> [EXERCISE]:
Some of the lines below need repeating. Reproduce exactly those between the lines holding "due.sort_by_key(|(at, _)| *at);" and "let too_old = now.saturating_duration_since(*at)", inclusive.

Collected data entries
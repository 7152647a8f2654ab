//! 内存分发队列
//!
//! 与 Redis 实现语义一致的进程内队列，用于测试和本地运行。
//! 时间取自 `tokio::time::Instant`，测试中可以用暂停时钟验证退避间隔。

use std::collections::{HashMap, VecDeque};
use std::time::Duration;

use async_trait::async_trait;
use notify_shared::config::QueueConfig;
use notify_shared::error::Result;
use notify_shared::events::Channel;
use parking_lot::Mutex;
use tokio::time::Instant;
use tracing::debug;

use super::{
    DispatchJob, DispatchQueue, FailDisposition, JobOptions, LeasedJob, Retention, StoredJob,
    new_lease_token,
};

struct ActiveLease {
    deadline: Instant,
    token: String,
}

#[derive(Default)]
struct QueueState {
    jobs: HashMap<String, StoredJob>,
    waiting: HashMap<Channel, VecDeque<String>>,
    /// (可执行时间, 任务 id)
    delayed: Vec<(Instant, String)>,
    active: HashMap<String, ActiveLease>,
    completed: VecDeque<(Instant, String)>,
    failed: VecDeque<(Instant, String)>,
}

impl QueueState {
    fn channel_of(&self, id: &str) -> Option<Channel> {
        self.jobs.get(id).map(|j| j.job.channel)
    }

    fn holds_lease(&self, job: &LeasedJob) -> bool {
        self.active
            .get(&job.id())
            .is_some_and(|lease| lease.token == job.lease_token)
    }

    /// 到期的延迟任务和租约超时的任务回到等待队列
    fn promote(&mut self, channel: Channel, now: Instant) {
        let mut due: Vec<(Instant, String)> = Vec::new();
        let mut i = 0;
        while i < self.delayed.len() {
            let (at, id) = &self.delayed[i];
            if *at <= now && self.channel_of(id) == Some(channel) {
                due.push(self.delayed.swap_remove(i));
            } else {
                i += 1;
            }
        }
        due.sort_by_key(|(at, _)| *at);

        let expired: Vec<String> = self
            .active
            .iter()
            .filter(|(id, lease)| lease.deadline <= now && self.channel_of(id) == Some(channel))
            .map(|(id, _)| id.clone())
            .collect();
        for id in &expired {
            self.active.remove(id);
            debug!(job_id = %id, "租约超时，任务重新入队");
        }

        let queue = self.waiting.entry(channel).or_default();
        queue.extend(due.into_iter().map(|(_, id)| id));
        queue.extend(expired);
    }

    fn prune_completed(&mut self, retention: &Retention, now: Instant) {
        while let Some((at, _)) = self.completed.front() {
            let too_old = now.saturating_duration_since(*at) > retention.completed_age;
            if !too_old && self.completed.len() <= retention.completed_count {
                break;
            }
            if let Some((_, id)) = self.completed.pop_front() {
                self.jobs.remove(&id);
            }
        }
    }

    fn prune_failed(&mut self, retention: &Retention, now: Instant) {
        while let Some((at, _)) = self.failed.front() {
            if now.saturating_duration_since(*at) <= retention.failed_age {
                break;
            }
            if let Some((_, id)) = self.failed.pop_front() {
                self.jobs.remove(&id);
            }
        }
    }

    fn move_to_failed(&mut self, id: &str, error: &str, retention: &Retention, now: Instant) {
        self.active.remove(id);
        if let Some(stored) = self.jobs.get_mut(id) {
            stored.last_error = Some(error.to_string());
        }
        self.failed.retain(|(_, existing)| existing != id);
        self.failed.push_back((now, id.to_string()));
        self.prune_failed(retention, now);
    }
}

/// 进程内分发队列
pub struct InMemoryDispatchQueue {
    state: Mutex<QueueState>,
    lease_timeout: Duration,
    retention: Retention,
}

impl Default for InMemoryDispatchQueue {
    fn default() -> Self {
        Self::new(&QueueConfig::default())
    }
}

impl InMemoryDispatchQueue {
    pub fn new(config: &QueueConfig) -> Self {
        Self {
            state: Mutex::new(QueueState::default()),
            lease_timeout: config.lease_timeout(),
            retention: Retention::from_config(config),
        }
    }

    // ==================== 观测接口 ====================

    pub fn waiting_len(&self, channel: Channel) -> usize {
        self.state.lock().waiting.get(&channel).map_or(0, VecDeque::len)
    }

    pub fn delayed_len(&self) -> usize {
        self.state.lock().delayed.len()
    }

    pub fn active_len(&self) -> usize {
        self.state.lock().active.len()
    }

    pub fn completed_ids(&self) -> Vec<String> {
        self.state.lock().completed.iter().map(|(_, id)| id.clone()).collect()
    }

    pub fn failed_ids(&self) -> Vec<String> {
        self.state.lock().failed.iter().map(|(_, id)| id.clone()).collect()
    }

    pub fn job(&self, id: &str) -> Option<DispatchJob> {
        self.state.lock().jobs.get(id).map(|s| s.job.clone())
    }

    pub fn last_error(&self, id: &str) -> Option<String> {
        self.state.lock().jobs.get(id).and_then(|s| s.last_error.clone())
    }
}

#[async_trait]
impl DispatchQueue for InMemoryDispatchQueue {
    async fn enqueue(&self, job: DispatchJob, options: JobOptions) -> Result<bool> {
        let id = job.job_id();
        let channel = job.channel;
        let mut state = self.state.lock();

        if state.jobs.contains_key(&id) {
            return Ok(false);
        }
        state.jobs.insert(id.clone(), StoredJob::new(job, &options));
        state.waiting.entry(channel).or_default().push_back(id);
        Ok(true)
    }

    async fn lease(&self, channel: Channel) -> Result<Option<LeasedJob>> {
        let now = Instant::now();
        let mut state = self.state.lock();
        state.promote(channel, now);

        while let Some(id) = state.waiting.get_mut(&channel).and_then(VecDeque::pop_front) {
            let Some(stored) = state.jobs.get(&id).cloned() else {
                continue;
            };
            let token = new_lease_token();
            state.active.insert(
                id,
                ActiveLease {
                    deadline: now + self.lease_timeout,
                    token: token.clone(),
                },
            );
            return Ok(Some(stored.into_leased(token)));
        }
        Ok(None)
    }

    fn lease_timeout(&self) -> Duration {
        self.lease_timeout
    }

    async fn extend_lease(&self, job: &LeasedJob) -> Result<bool> {
        let deadline = Instant::now() + self.lease_timeout;
        let mut state = self.state.lock();
        match state.active.get_mut(&job.id()) {
            Some(lease) if lease.token == job.lease_token => {
                lease.deadline = deadline;
                Ok(true)
            }
            _ => Ok(false),
        }
    }

    async fn complete(&self, job: &LeasedJob) -> Result<bool> {
        let id = job.id();
        let now = Instant::now();
        let mut state = self.state.lock();

        if !state.holds_lease(job) {
            return Ok(false);
        }
        state.active.remove(&id);
        if !state.jobs.contains_key(&id) {
            return Ok(true);
        }
        state.completed.retain(|(_, existing)| *existing != id);
        state.completed.push_back((now, id));
        state.prune_completed(&self.retention, now);
        Ok(true)
    }

    async fn retry_or_fail(&self, job: &LeasedJob, error: &str) -> Result<FailDisposition> {
        let id = job.id();
        let now = Instant::now();
        let disposition = job.next_disposition();
        let mut state = self.state.lock();

        if !state.holds_lease(job) {
            return Ok(FailDisposition::LeaseLost);
        }

        match disposition {
            FailDisposition::Retrying { attempt, delay } => {
                state.active.remove(&id);
                if let Some(stored) = state.jobs.get_mut(&id) {
                    stored.job.attempt = attempt;
                    stored.last_error = Some(error.to_string());
                }
                state.delayed.push((now + delay, id));
            }
            FailDisposition::Exhausted => {
                state.move_to_failed(&id, error, &self.retention, now);
            }
            FailDisposition::LeaseLost => {}
        }
        Ok(disposition)
    }

    async fn fail(&self, job: &LeasedJob, error: &str) -> Result<bool> {
        let now = Instant::now();
        let mut state = self.state.lock();
        if !state.holds_lease(job) {
            return Ok(false);
        }
        state.move_to_failed(&job.id(), error, &self.retention, now);
        Ok(true)
    }
}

> [REPLY TO THE EXERCISE]:
        due.sort_by_key(|(at, _)| *at);

        let expired: Vec<String> = self
            .active
            .iter()
            .filter(|(id, lease)| lease.deadline <= now && self.channel_of(id) == Some(channel))
            .map(|(id, _)| id.clone())
            .collect();
        for id in &expired {
            self.active.remove(id);
            debug!(job_id = %id, "租约超时，任务重新入队");
        }

        let queue = self.waiting.entry(channel).or_default();
        queue.extend(due.into_iter().map(|(_, id)| id));
        queue.extend(expired);
    }

    fn prune_completed(&mut self, retention: &Retention, now: Instant) {
        while let Some((at, _)) = self.completed.front() {
            let too_old = now.saturating_duration_since(*at) > retention.completed_age;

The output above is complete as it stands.